The C. is for Crank

 Albert Shen, a small-business owner, member of the Seattle Community Colleges board of trustees, and potential long-shot candidate for mayor, has an op/ed in the Seattle Times today trashing Mayor Mike McGinn's efforts to promote transit and bike lanes in the city. (The piece, ostensibly about the future of Seattle Center, turns into an anti-McGinn screed within just three paragraphs). 

It's hard to pick the most fantastical of Shen's many anti-urbanist arguments, so here are a few examples: Bike lanes, Shen says, hinder "maritime mobility" and make roads less safe for drivers, cyclists, and pedestrians. Huh?

Streetcars are a "sprawling" waste of money. 

"Mandated leave policies" (requiring larger businesses to let sick employees stay home) and "new hiring requirements" (I literally have no idea what he's talking about) are making it impossible for small businesses to get a leg up in our socialist city.

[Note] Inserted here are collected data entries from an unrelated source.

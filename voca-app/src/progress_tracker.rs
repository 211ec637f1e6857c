use anyhow::Result;
use std::collections::HashMap;
use tracing::{debug, info};

use voca_core::RewardTable;
use voca_persistence::repositories::ProgressRepository;
use voca_types::{GradeSelector, GradeStats, SolvedIndex};

#[derive(Debug, Clone, Copy, PartialEq, Eq)]
pub struct WinRecord {
    pub stats: GradeStats,
    pub reward: u32,
    pub reward_balance: u64,
    pub newly_solved: bool,
}

/// Per-grade stats, solved history and the reward balance.
///
/// Every mutation updates memory first and queues the changed keys on the
/// repository; the in-memory values are authoritative for the session.
pub struct ProgressTracker {
    repository: ProgressRepository,
    stats: HashMap<GradeSelector, GradeStats>,
    solved: HashMap<GradeSelector, SolvedIndex>,
    reward_balance: u64,
    current_grade: GradeSelector,
    rewards: RewardTable,
    reset_stats_on_grade_reset: bool,
}

impl ProgressTracker {
    /// Load everything saved for grades 1-6 and `all`
    pub async fn load(
        repository: ProgressRepository,
        rewards: RewardTable,
        reset_stats_on_grade_reset: bool,
    ) -> Self {
        let mut stats = HashMap::new();
        let mut solved = HashMap::new();
        for grade in GradeSelector::every() {
            if let Some(grade_stats) = repository.load_stats(grade).await {
                stats.insert(grade, grade_stats);
            }
            solved.insert(grade, repository.load_solved(grade).await);
        }
        let reward_balance = repository.load_reward_balance().await;
        let current_grade = repository.load_current_grade().await.unwrap_or_default();

        info!(
            "Loaded progress: {} grades played, reward balance {}, current grade {}",
            stats.len(),
            reward_balance,
            current_grade
        );

        Self {
            repository,
            stats,
            solved,
            reward_balance,
            current_grade,
            rewards,
            reset_stats_on_grade_reset,
        }
    }

    pub fn stats(&self, grade: GradeSelector) -> GradeStats {
        self.stats.get(&grade).copied().unwrap_or_default()
    }

    /// Stats for every grade that has been played, in selector order
    pub fn played_grades(&self) -> Vec<(GradeSelector, GradeStats)> {
        GradeSelector::every()
            .filter_map(|grade| self.stats.get(&grade).map(|stats| (grade, *stats)))
            .collect()
    }

    pub fn solved(&self, grade: GradeSelector) -> &SolvedIndex {
        static EMPTY: SolvedIndex = SolvedIndex::new();
        self.solved.get(&grade).unwrap_or(&EMPTY)
    }

    pub fn reward_balance(&self) -> u64 {
        self.reward_balance
    }

    pub fn rewards(&self) -> RewardTable {
        self.rewards
    }

    pub fn current_grade(&self) -> GradeSelector {
        self.current_grade
    }

    pub fn set_current_grade(&mut self, grade: GradeSelector) {
        if self.current_grade != grade {
            self.current_grade = grade;
            self.repository.save_current_grade(grade);
        }
    }

    /// Credit a won word: solved history, streaks and reward balance
    pub fn record_win(&mut self, grade: GradeSelector, word_id: &str, word_length: usize) -> WinRecord {
        let solved = self.solved.entry(grade).or_default();
        let newly_solved = solved.insert(word_id);
        if newly_solved {
            self.repository.save_solved(grade, solved);
        }

        let stats = self.stats.entry(grade).or_default();
        stats.record_win();
        let stats = *stats;
        self.repository.save_stats(grade, &stats);

        let reward = self.rewards.reward_for(word_length);
        self.reward_balance += u64::from(reward);
        self.repository.save_reward_balance(self.reward_balance);

        info!(
            "Win recorded for grade {}: {} (+{} points, streak {})",
            grade, word_id, reward, stats.current_streak
        );

        WinRecord {
            stats,
            reward,
            reward_balance: self.reward_balance,
            newly_solved,
        }
    }

    /// A lost word stays unsolved and may come back
    pub fn record_loss(&mut self, grade: GradeSelector) -> GradeStats {
        let stats = self.stats.entry(grade).or_default();
        stats.record_loss();
        let stats = *stats;
        self.repository.save_stats(grade, &stats);

        info!("Loss recorded for grade {} (best streak {})", grade, stats.best_streak);
        stats
    }

    /// Forget which words were solved for `grade` so they can be replayed
    pub fn reset_grade(&mut self, grade: GradeSelector) {
        let solved = self.solved.entry(grade).or_default();
        solved.clear();
        self.repository.save_solved(grade, solved);

        if self.reset_stats_on_grade_reset {
            let stats = GradeStats::default();
            self.stats.insert(grade, stats);
            self.repository.save_stats(grade, &stats);
            debug!("Stats cleared for grade {}", grade);
        }

        info!("Solved history reset for grade {}", grade);
    }

    /// Wait for queued writes; returns how many keys are still unsaved
    pub async fn flush(&self) -> Result<usize> {
        self.repository.flush().await
    }
}

#[cfg(test)]
mod tests {
    use super::*;
    use std::sync::Arc;
    use voca_persistence::{MemoryStore, PersistentStore};
    use voca_types::Grade;

    fn grade(n: u8) -> GradeSelector {
        GradeSelector::Grade(Grade::new(n).unwrap())
    }

    async fn tracker_with(store: Arc<MemoryStore>, reset_stats: bool) -> ProgressTracker {
        let repository = ProgressRepository::new(store);
        ProgressTracker::load(repository, RewardTable::default(), reset_stats).await
    }

    #[tokio::test]
    async fn test_fresh_tracker_defaults() {
        let tracker = tracker_with(Arc::new(MemoryStore::new()), false).await;
        assert_eq!(tracker.stats(grade(1)), GradeStats::default());
        assert!(tracker.solved(GradeSelector::All).is_empty());
        assert_eq!(tracker.reward_balance(), 0);
        assert_eq!(tracker.current_grade(), grade(1));
        assert!(tracker.played_grades().is_empty());
    }

    #[tokio::test]
    async fn test_record_win_updates_everything() {
        let mut tracker = tracker_with(Arc::new(MemoryStore::new()), false).await;

        let record = tracker.record_win(grade(2), "cat", 3);
        assert!(record.newly_solved);
        assert_eq!(record.reward, 10);
        assert_eq!(record.stats.wins, 1);
        assert_eq!(record.stats.current_streak, 1);
        assert_eq!(record.stats.best_streak, 1);

        let record = tracker.record_win(grade(2), "apple", 5);
        assert_eq!(record.reward, 20);
        assert_eq!(record.reward_balance, 30);
        assert_eq!(record.stats.current_streak, 2);

        assert!(tracker.solved(grade(2)).contains("cat"));
        assert!(tracker.solved(grade(2)).contains("apple"));
        assert!(tracker.solved(grade(3)).is_empty());
    }

    #[tokio::test]
    async fn test_record_win_is_idempotent_for_solved_ids() {
        let mut tracker = tracker_with(Arc::new(MemoryStore::new()), false).await;
        tracker.record_win(grade(1), "cat", 3);
        let record = tracker.record_win(grade(1), "cat", 3);
        assert!(!record.newly_solved);
        assert_eq!(tracker.solved(grade(1)).len(), 1);
    }

    #[tokio::test]
    async fn test_record_loss_resets_streak_only() {
        let mut tracker = tracker_with(Arc::new(MemoryStore::new()), false).await;
        tracker.record_win(grade(1), "cat", 3);
        tracker.record_win(grade(1), "dog", 3);
        let stats = tracker.record_loss(grade(1));

        assert_eq!(stats.losses, 1);
        assert_eq!(stats.current_streak, 0);
        assert_eq!(stats.best_streak, 2);
        assert_eq!(tracker.solved(grade(1)).len(), 2);
        assert_eq!(tracker.reward_balance(), 20);
    }

    #[tokio::test]
    async fn test_progress_survives_reload() {
        let store = Arc::new(MemoryStore::new());
        {
            let mut tracker = tracker_with(store.clone(), false).await;
            tracker.record_win(GradeSelector::All, "sun_1_0", 3);
            tracker.record_win(GradeSelector::All, "rainbow_2_0", 7);
            tracker.record_loss(grade(4));
            tracker.set_current_grade(GradeSelector::All);
            assert_eq!(tracker.flush().await.unwrap(), 0);
        }

        let tracker = tracker_with(store, false).await;
        assert_eq!(
            tracker.stats(GradeSelector::All),
            GradeStats {
                wins: 2,
                losses: 0,
                current_streak: 2,
                best_streak: 2
            }
        );
        assert_eq!(tracker.stats(grade(4)).losses, 1);
        assert_eq!(tracker.solved(GradeSelector::All).len(), 2);
        assert_eq!(tracker.reward_balance(), 30);
        assert_eq!(tracker.current_grade(), GradeSelector::All);
        assert_eq!(
            tracker.played_grades().iter().map(|(g, _)| *g).collect::<Vec<_>>(),
            vec![grade(4), GradeSelector::All]
        );
    }

    #[tokio::test]
    async fn test_reset_grade_keeps_stats_by_default() {
        let store = Arc::new(MemoryStore::new());
        let mut tracker = tracker_with(store.clone(), false).await;
        tracker.record_win(grade(3), "owl", 3);
        tracker.reset_grade(grade(3));

        assert!(tracker.solved(grade(3)).is_empty());
        assert_eq!(tracker.stats(grade(3)).best_streak, 1);
        tracker.flush().await.unwrap();
        assert_eq!(store.get("solved_3").await.unwrap().as_deref(), Some("[]"));
    }

    #[tokio::test]
    async fn test_reset_grade_can_clear_stats() {
        let mut tracker = tracker_with(Arc::new(MemoryStore::new()), true).await;
        tracker.record_win(grade(3), "owl", 3);
        tracker.record_win(grade(5), "fox", 3);
        tracker.reset_grade(grade(3));

        assert_eq!(tracker.stats(grade(3)), GradeStats::default());
        assert_eq!(tracker.stats(grade(5)).wins, 1);
        // Reward balance is global and unaffected
        assert_eq!(tracker.reward_balance(), 20);
    }

    #[tokio::test]
    async fn test_write_failures_do_not_lose_memory_state() {
        let store = Arc::new(MemoryStore::new());
        let mut tracker = tracker_with(store.clone(), false).await;

        store.set_fail_writes(true);
        tracker.record_win(grade(1), "cat", 3);
        assert!(tracker.flush().await.unwrap() > 0);
        assert_eq!(tracker.stats(grade(1)).wins, 1);

        store.set_fail_writes(false);
        tracker.record_win(grade(1), "dog", 3);
        assert_eq!(tracker.flush().await.unwrap(), 0);
        assert_eq!(
            store.get("stats_1").await.unwrap().as_deref(),
            Some(r#"{"wins":2,"losses":0,"currentStreak":2,"bestStreak":2}"#)
        );
    }
}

Utility bills are too high.

Finally, those darn voters just keep passing tax levies, making it virtually impossible to own a home. (Don't they know that the city would be better off without funding for libraries, schools, and veterans' services?)

McGinn opponents will surely have to make the case that his policies have failed, but arguing against popular measures like paid sick leave, transit and the families and education levy isn't going to be a successful strategy in a pro-transit, pro-worker, pro-education city like Seattle.